Since coming to power in November 2002, Turkey's Islamic-centered Justice and Development Party (AKP) has scored major foreign policy successes, the most notable of which is the policy of "zero problems" with immediate neighbors. A brief glance at Turkey's immediate neighborhood reveals the extent of the transformation. Barely a decade ago, Turkey's relations with its neighbors were beset by complex disputes, misunderstandings and mutual recriminations; whereas now there is extensive and deepening engagement.

For their part, regional powers ranging from Iran to the key Arab states, have welcomed Turkey's pro-active role, viewing Turkey's shift toward the Arab and broader Muslim world as a long-delayed corrective to decades of westward orientation at the expense of Turkey's essential Islamic identity and its deep historical ties to the Muslim world.

Regional hopes of a growing Turkish presence on the strategic chessboard of the Middle East received a shot in the arm following the apparently steady deterioration of Turkish-Israeli ties, culminating in the Israeli attack on the Gaza freedom flotilla and the killing of nine Turkish pro-Palestinian activists on board the MV Mavi Marmara in May 2010.

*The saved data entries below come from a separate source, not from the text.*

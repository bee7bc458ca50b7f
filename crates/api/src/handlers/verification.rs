//! Handlers for the `/verification` resource (photo upload, quiz).
//!
//! Evidence can only be attached while a quest is active. Attaching any
//! evidence marks the quest as requiring verification and immediately
//! satisfies that requirement.

use axum::extract::{Multipart, State};
use axum::Json;
use questlog_core::error::CoreError;
use questlog_core::quest::check_verifiable;
use questlog_core::types::DbId;
use questlog_core::verification::{score_quiz, Evidence, PublicQuizQuestion, VerificationData};
use questlog_db::models::quest::Quest;
use questlog_db::repositories::QuestRepo;
use serde::{Deserialize, Serialize};

use crate::error::{AppError, AppResult};
use crate::extract::{AppJson, AppQuery};
use crate::middleware::auth::AuthUser;
use crate::state::AppState;

// ---------------------------------------------------------------------------
// Request / response types
// ---------------------------------------------------------------------------

/// Acknowledgement returned after photo evidence is stored.
#[derive(Debug, Serialize)]
pub struct PhotoSubmitted {
    pub message: &'static str,
    pub quest_id: DbId,
    pub size_bytes: usize,
}

/// Query parameters for `POST /verification/quiz/generate`.
#[derive(Debug, Deserialize)]
pub struct QuizGenerateParams {
    pub quest_id: DbId,
    pub notes: String,
}

/// Questions shown to the user, without their expected answers.
#[derive(Debug, Serialize)]
pub struct QuizGenerated {
    pub questions: Vec<PublicQuizQuestion>,
}

/// A single submitted answer: an option index, or its textual form.
#[derive(Debug, Clone, Deserialize)]
#[serde(untagged)]
pub enum AnswerInput {
    Index(usize),
    Text(String),
}

impl AnswerInput {
    /// The option index this answer selects, if it names one.
    pub fn as_index(&self) -> Option<usize> {
        match self {
            Self::Index(i) => Some(*i),
            Self::Text(s) => s.trim().parse().ok(),
        }
    }
}

/// Request body for `POST /verification/quiz/submit`.
#[derive(Debug, Deserialize)]
pub struct QuizSubmitRequest {
    pub quest_id: DbId,
    pub answers: Vec<Option<AnswerInput>>,
}

/// Result of scoring a quiz submission.
#[derive(Debug, Serialize)]
pub struct QuizResult {
    pub passed: bool,
    pub score: u32,
    pub total: u32,
}

// ---------------------------------------------------------------------------
// Helpers
// ---------------------------------------------------------------------------

/// Load an owned quest and make sure its evidence may still change.
async fn load_verifiable(state: &AppState, user_id: DbId, quest_id: DbId) -> AppResult<Quest> {
    let quest = QuestRepo::find_owned(&state.pool, quest_id, user_id)
        .await?
        .ok_or_else(|| CoreError::not_found("Quest", quest_id))?;

    let status = quest.status().ok_or_else(|| {
        AppError::InternalError(format!(
            "Quest {quest_id} has unknown status id {}",
            quest.status_id
        ))
    })?;
    check_verifiable(quest_id, status)?;

    Ok(quest)
}

/// Persist evidence, reporting a conflict if the quest completed meanwhile.
async fn attach(
    state: &AppState,
    user_id: DbId,
    quest_id: DbId,
    evidence: Evidence,
) -> AppResult<VerificationData> {
    let record = evidence.into_record(state.config.max_photo_bytes)?;

    QuestRepo::attach_evidence(&state.pool, quest_id, user_id, &record)
        .await?
        .ok_or_else(|| {
            CoreError::Conflict(format!(
                "Quest {quest_id} is already completed; verification can no longer change"
            ))
        })?;

    Ok(record.data)
}

// ---------------------------------------------------------------------------
// Handlers
// ---------------------------------------------------------------------------

/// POST /api/verification/photo
///
/// Multipart form with a `quest_id` text field and a `photo` file field.
/// The bytes are stored verbatim; no image processing is done.
pub async fn submit_photo(
    auth: AuthUser,
    State(state): State<AppState>,
    mut multipart: Multipart,
) -> AppResult<Json<PhotoSubmitted>> {
    let mut quest_id: Option<DbId> = None;
    let mut photo: Option<(Vec<u8>, Option<String>)> = None;

    while let Some(field) = multipart
        .next_field()
        .await
        .map_err(|e| AppError::BadRequest(e.to_string()))?
    {
        let name = field.name().unwrap_or("").to_string();
        match name.as_str() {
            "quest_id" => {
                let text = field
                    .text()
                    .await
                    .map_err(|e| AppError::BadRequest(e.to_string()))?;
                let id = text.trim().parse::<DbId>().map_err(|_| {
                    AppError::BadRequest(format!("Invalid quest_id '{}'", text.trim()))
                })?;
                quest_id = Some(id);
            }
            "photo" => {
                let content_type = field.content_type().map(str::to_string);
                let data = field
                    .bytes()
                    .await
                    .map_err(|e| AppError::BadRequest(e.to_string()))?;
                photo = Some((data.to_vec(), content_type));
            }
            _ => {}
        }
    }

    let quest_id =
        quest_id.ok_or_else(|| AppError::BadRequest("Missing required 'quest_id' field".into()))?;
    let (bytes, content_type) =
        photo.ok_or_else(|| AppError::BadRequest("Missing required 'photo' field".into()))?;
    let size_bytes = bytes.len();

    load_verifiable(&state, auth.user_id, quest_id).await?;
    attach(
        &state,
        auth.user_id,
        quest_id,
        Evidence::Photo {
            bytes,
            content_type,
        },
    )
    .await?;

    tracing::info!(user_id = auth.user_id, quest_id, size_bytes, "Photo verification stored");

    Ok(Json(PhotoSubmitted {
        message: "Photo verification submitted",
        quest_id,
        size_bytes,
    }))
}

/// POST /api/verification/quiz/generate?quest_id=&notes=
///
/// Attach the self-assessment quiz to a quest and return its questions.
pub async fn generate_quiz(
    auth: AuthUser,
    State(state): State<AppState>,
    AppQuery(params): AppQuery<QuizGenerateParams>,
) -> AppResult<Json<QuizGenerated>> {
    load_verifiable(&state, auth.user_id, params.quest_id).await?;

    let data = attach(
        &state,
        auth.user_id,
        params.quest_id,
        Evidence::Quiz {
            notes: params.notes,
        },
    )
    .await?;

    let questions = match &data {
        VerificationData::Quiz { questions, .. } => {
            questions.iter().map(PublicQuizQuestion::from).collect()
        }
        VerificationData::Photo { .. } => Vec::new(),
    };

    tracing::info!(
        user_id = auth.user_id,
        quest_id = params.quest_id,
        question_count = questions.len(),
        "Quiz verification attached",
    );

    Ok(Json(QuizGenerated { questions }))
}

/// POST /api/verification/quiz/submit
///
/// Score answers against the stored quiz and record the outcome. The score
/// is informational: completion only checks that a quiz was attached.
pub async fn submit_quiz(
    auth: AuthUser,
    State(state): State<AppState>,
    AppJson(input): AppJson<QuizSubmitRequest>,
) -> AppResult<Json<QuizResult>> {
    let quest = load_verifiable(&state, auth.user_id, input.quest_id).await?;

    let data = quest
        .verification()
        .map_err(|e| {
            AppError::InternalError(format!(
                "Corrupt verification data on quest {}: {e}",
                quest.id
            ))
        })?
        .ok_or_else(|| {
            CoreError::Conflict(format!("Quest {} has no quiz to answer", quest.id))
        })?;

    let VerificationData::Quiz { questions, .. } = &data else {
        return Err(AppError::Core(CoreError::Conflict(format!(
            "Quest {} is verified by photo; there is no quiz to answer",
            quest.id
        ))));
    };
    let answers: Vec<Option<usize>> = input
        .answers
        .iter()
        .map(|a| a.as_ref().and_then(AnswerInput::as_index))
        .collect();
    let result = score_quiz(questions, &answers)?;

    let expected = quest.verification_data.as_ref().ok_or_else(|| {
        AppError::InternalError(format!("Quest {} lost its verification data", quest.id))
    })?;
    let scored = serde_json::to_value(data.with_quiz_score(result)?)
        .map_err(|e| AppError::InternalError(format!("Failed to encode quiz result: {e}")))?;
    let recorded =
        QuestRepo::record_quiz_score(&state.pool, quest.id, auth.user_id, expected, &scored)
            .await?;
    if !recorded {
        return Err(CoreError::Conflict(format!(
            "Quest {} changed while the quiz was being scored",
            quest.id
        ))
        .into());
    }

    tracing::info!(
        user_id = auth.user_id,
        quest_id = quest.id,
        score = result.score,
        passed = result.passed,
        "Quiz answers scored",
    );

    Ok(Json(QuizResult {
        passed: result.passed,
        score: result.score,
        total: result.total,
    }))
}

#[cfg(test)]
mod tests {
    use super::*;

    #[test]
    fn answers_accept_numbers_and_numeric_strings() {
        let answers: Vec<Option<AnswerInput>> =
            serde_json::from_str(r#"[0, "1", " 2 ", "Yes", null]"#).unwrap();
        let indices: Vec<Option<usize>> = answers
            .iter()
            .map(|a| a.as_ref().and_then(AnswerInput::as_index))
            .collect();
        assert_eq!(indices, vec![Some(0), Some(1), Some(2), None, None]);
    }
}
//! Route definitions for the `/auth` resource.

use axum::routing::post;
use axum::Router;

use crate::handlers::auth;
use crate::state::AppState;

/// Routes mounted at `/auth`.
///
/// ```text
/// POST /register -> register
/// POST /login    -> login
/// ```
pub fn router() -> Router<AppState> {
    Router::new()
        .route("/register", post(auth::register))
        .route("/login", post(auth::login))
}
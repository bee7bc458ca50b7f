use std::sync::Arc;

use crate::config::ServerConfig;

/// Shared application state handed to every handler via `State<AppState>`.
///
/// Cloning is cheap: the pool is reference-counted internally and the
/// config sits behind an `Arc`.
#[derive(Clone)]
pub struct AppState {
    /// Opened in `main` before the listener binds, closed after it drains.
    pub pool: questlog_db::DbPool,
    /// Limits and secrets loaded at startup.
    pub config: Arc<ServerConfig>,
}
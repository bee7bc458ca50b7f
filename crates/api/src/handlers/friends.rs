//! Handlers for the `/friends` resource.
//!
//! Friendships are one-directional: adding someone does not add you to
//! their list.

use axum::extract::State;
use axum::http::StatusCode;
use axum::Json;
use questlog_core::error::CoreError;
use questlog_db::models::friendship::FriendSummary;
use questlog_db::repositories::{FriendshipRepo, UserRepo};
use serde::{Deserialize, Serialize};

use crate::error::AppResult;
use crate::extract::AppJson;
use crate::middleware::auth::AuthUser;
use crate::state::AppState;

/// Request body for `POST /friends/add`.
#[derive(Debug, Deserialize)]
pub struct AddFriendRequest {
    pub friend_username: String,
}

/// Acknowledgement returned after a friend is added.
#[derive(Debug, Serialize)]
pub struct FriendAdded {
    pub message: &'static str,
    pub friend: FriendSummary,
}

/// POST /api/friends/add
pub async fn add_friend(
    auth: AuthUser,
    State(state): State<AppState>,
    AppJson(input): AppJson<AddFriendRequest>,
) -> AppResult<(StatusCode, Json<FriendAdded>)> {
    let username = input.friend_username.trim();

    let friend = UserRepo::find_by_username(&state.pool, username)
        .await?
        .ok_or_else(|| CoreError::NotFoundByName {
            entity: "User",
            name: username.to_string(),
        })?;

    if friend.id == auth.user_id {
        return Err(CoreError::Validation("You cannot add yourself as a friend".into()).into());
    }

    // Duplicates hit `uq_friendships_pair` and surface as 409.
    FriendshipRepo::create(&state.pool, auth.user_id, friend.id).await?;

    tracing::info!(user_id = auth.user_id, friend_id = friend.id, "Friend added");

    Ok((
        StatusCode::CREATED,
        Json(FriendAdded {
            message: "Friend added successfully",
            friend: FriendSummary {
                username: friend.username,
                level: friend.level,
                xp: friend.xp,
                avatar_image: friend.avatar_image,
            },
        }),
    ))
}

/// GET /api/friends
pub async fn list_friends(
    auth: AuthUser,
    State(state): State<AppState>,
) -> AppResult<Json<Vec<FriendSummary>>> {
    let friends = FriendshipRepo::list_friends(&state.pool, auth.user_id).await?;
    Ok(Json(friends))
}
//! Request handlers, one submodule per resource.
//!
//! Handlers delegate persistence to the repositories in `questlog_db`, keep
//! domain decisions in `questlog_core`, and map failures via [`AppError`].
//!
//! [`AppError`]: crate::error::AppError

pub mod auth;
pub mod friends;
pub mod leaderboard;
pub mod quest;
pub mod shop;
pub mod user;
pub mod verification;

The repercussions of that incident are still unfolding. Israel's refusal to apologize for killing Turkish activists on the high seas, following the publication of the United Nations Palmer Report calling for "an appropriate statement of regret", sparked an angry response from Ankara and the quick expulsion of the Israeli ambassador. Turkey also announced an increase of its naval presence in the eastern Mediterranean to accompany aid ships.

However, despite the headline-grabbing noise surrounding this apparent Turkish-Israeli fallout, it is important to note that deep bilateral commercial and defense ties have not been adversely affected. Turkey's public falling out with Israel and its attempt to pressure the Jewish state to treat the Palestinians more humanely may in part be genuine, but the reality is that Turkey is a very long way from adopting a serious anti-Israeli policy, let alone engaging in an Iranian-style proxy war with the latter.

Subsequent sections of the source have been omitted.